» **Activity**
From the data that follows, copy every line with the string "format".

==== Data listing ====

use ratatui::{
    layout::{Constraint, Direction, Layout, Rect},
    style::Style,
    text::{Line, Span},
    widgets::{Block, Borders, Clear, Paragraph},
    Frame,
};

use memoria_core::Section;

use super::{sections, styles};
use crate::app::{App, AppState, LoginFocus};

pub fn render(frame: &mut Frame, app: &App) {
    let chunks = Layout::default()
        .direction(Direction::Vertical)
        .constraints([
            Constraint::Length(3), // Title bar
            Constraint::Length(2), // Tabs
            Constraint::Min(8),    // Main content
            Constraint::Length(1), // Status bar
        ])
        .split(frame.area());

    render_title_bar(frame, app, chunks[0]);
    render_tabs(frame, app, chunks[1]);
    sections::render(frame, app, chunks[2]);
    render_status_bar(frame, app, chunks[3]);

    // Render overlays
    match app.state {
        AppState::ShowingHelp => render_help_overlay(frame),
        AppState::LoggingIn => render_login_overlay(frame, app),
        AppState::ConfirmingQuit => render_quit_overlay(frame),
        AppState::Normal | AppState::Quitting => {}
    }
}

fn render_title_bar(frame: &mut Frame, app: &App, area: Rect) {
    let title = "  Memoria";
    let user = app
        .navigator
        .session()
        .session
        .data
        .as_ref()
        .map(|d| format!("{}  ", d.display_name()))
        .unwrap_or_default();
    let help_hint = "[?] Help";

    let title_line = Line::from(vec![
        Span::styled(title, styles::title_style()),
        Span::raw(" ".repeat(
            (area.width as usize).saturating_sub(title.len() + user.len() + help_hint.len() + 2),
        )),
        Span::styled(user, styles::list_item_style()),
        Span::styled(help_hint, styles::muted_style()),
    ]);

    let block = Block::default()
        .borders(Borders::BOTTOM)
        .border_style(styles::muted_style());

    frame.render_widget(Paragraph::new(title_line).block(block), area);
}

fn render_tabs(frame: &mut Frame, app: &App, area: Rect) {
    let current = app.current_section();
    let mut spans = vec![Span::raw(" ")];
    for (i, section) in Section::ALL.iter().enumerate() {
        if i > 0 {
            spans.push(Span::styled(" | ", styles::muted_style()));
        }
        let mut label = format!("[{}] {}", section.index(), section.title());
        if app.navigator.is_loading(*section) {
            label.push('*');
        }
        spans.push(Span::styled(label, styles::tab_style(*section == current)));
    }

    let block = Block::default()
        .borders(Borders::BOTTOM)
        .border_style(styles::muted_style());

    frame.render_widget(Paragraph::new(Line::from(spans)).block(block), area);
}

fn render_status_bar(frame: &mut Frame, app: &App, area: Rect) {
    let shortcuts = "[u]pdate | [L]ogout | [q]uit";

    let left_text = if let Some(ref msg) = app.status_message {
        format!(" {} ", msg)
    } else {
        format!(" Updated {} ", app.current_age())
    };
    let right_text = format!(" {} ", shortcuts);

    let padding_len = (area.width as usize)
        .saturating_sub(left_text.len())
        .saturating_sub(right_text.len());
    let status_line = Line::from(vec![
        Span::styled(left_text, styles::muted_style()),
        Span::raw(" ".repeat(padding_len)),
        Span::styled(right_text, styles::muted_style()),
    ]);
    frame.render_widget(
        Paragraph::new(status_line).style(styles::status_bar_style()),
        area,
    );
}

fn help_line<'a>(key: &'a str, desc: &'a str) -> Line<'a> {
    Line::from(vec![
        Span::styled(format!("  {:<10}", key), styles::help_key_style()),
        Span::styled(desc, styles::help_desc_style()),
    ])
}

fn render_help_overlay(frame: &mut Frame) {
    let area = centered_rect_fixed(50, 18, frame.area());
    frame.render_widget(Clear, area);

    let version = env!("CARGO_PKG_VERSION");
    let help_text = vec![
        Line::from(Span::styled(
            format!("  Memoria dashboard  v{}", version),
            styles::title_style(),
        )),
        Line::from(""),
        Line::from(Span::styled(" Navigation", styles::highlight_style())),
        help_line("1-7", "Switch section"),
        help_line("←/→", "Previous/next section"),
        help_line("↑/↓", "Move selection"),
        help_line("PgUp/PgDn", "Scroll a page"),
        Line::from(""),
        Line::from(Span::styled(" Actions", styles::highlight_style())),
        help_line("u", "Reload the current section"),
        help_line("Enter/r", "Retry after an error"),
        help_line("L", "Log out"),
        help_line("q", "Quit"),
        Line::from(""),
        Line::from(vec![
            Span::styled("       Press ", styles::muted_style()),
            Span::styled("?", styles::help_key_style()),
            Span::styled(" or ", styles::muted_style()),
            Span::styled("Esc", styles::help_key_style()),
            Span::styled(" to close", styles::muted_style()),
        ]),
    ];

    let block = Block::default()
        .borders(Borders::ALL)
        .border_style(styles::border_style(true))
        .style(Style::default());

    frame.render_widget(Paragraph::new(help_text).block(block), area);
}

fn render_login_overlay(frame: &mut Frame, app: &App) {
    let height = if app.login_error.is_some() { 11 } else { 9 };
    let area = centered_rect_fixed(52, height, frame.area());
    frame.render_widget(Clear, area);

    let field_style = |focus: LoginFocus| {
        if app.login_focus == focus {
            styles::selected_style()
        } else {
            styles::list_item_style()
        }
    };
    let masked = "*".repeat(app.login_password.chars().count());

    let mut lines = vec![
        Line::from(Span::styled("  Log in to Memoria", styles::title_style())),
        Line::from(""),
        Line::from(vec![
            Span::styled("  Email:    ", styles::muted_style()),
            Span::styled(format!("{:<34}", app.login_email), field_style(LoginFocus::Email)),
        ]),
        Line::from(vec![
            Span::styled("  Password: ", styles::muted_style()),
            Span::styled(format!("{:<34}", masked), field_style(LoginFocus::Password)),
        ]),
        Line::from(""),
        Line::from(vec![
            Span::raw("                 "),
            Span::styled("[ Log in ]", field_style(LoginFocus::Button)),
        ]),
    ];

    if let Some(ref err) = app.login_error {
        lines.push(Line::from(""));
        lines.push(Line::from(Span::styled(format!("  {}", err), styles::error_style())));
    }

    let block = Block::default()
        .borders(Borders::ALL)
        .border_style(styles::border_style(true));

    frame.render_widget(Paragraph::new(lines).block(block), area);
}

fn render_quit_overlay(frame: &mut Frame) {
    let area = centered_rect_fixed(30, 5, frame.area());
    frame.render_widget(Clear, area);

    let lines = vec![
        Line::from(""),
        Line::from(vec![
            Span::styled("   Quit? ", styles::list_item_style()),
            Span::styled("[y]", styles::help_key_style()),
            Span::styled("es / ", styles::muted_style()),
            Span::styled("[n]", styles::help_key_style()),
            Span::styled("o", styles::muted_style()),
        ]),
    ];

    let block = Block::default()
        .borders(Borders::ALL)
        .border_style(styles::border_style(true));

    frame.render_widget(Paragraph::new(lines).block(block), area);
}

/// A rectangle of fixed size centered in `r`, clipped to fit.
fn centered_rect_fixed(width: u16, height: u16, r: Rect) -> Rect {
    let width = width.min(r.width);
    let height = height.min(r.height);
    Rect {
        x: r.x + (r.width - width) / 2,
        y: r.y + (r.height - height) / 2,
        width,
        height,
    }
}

====

» **Answer section**
        .map(|d| format!("{}  ", d.display_name()))
        let mut label = format!("[{}] {}", section.index(), section.title());
        format!(" {} ", msg)
        format!(" Updated {} ", app.current_age())
    let right_text = format!(" {} ", shortcuts);
        Span::styled(format!("  {:<10}", key), styles::help_key_style()),
            format!("  Memoria dashboard  v{}", version),
            Span::styled(format!("{:<34}", app.login_email), field_style(LoginFocus::Email)),
            Span::styled(format!("{:<34}", masked), field_style(LoginFocus::Password)),
        lines.push(Line::from(Span::styled(format!("  {}", err), styles::error_style())));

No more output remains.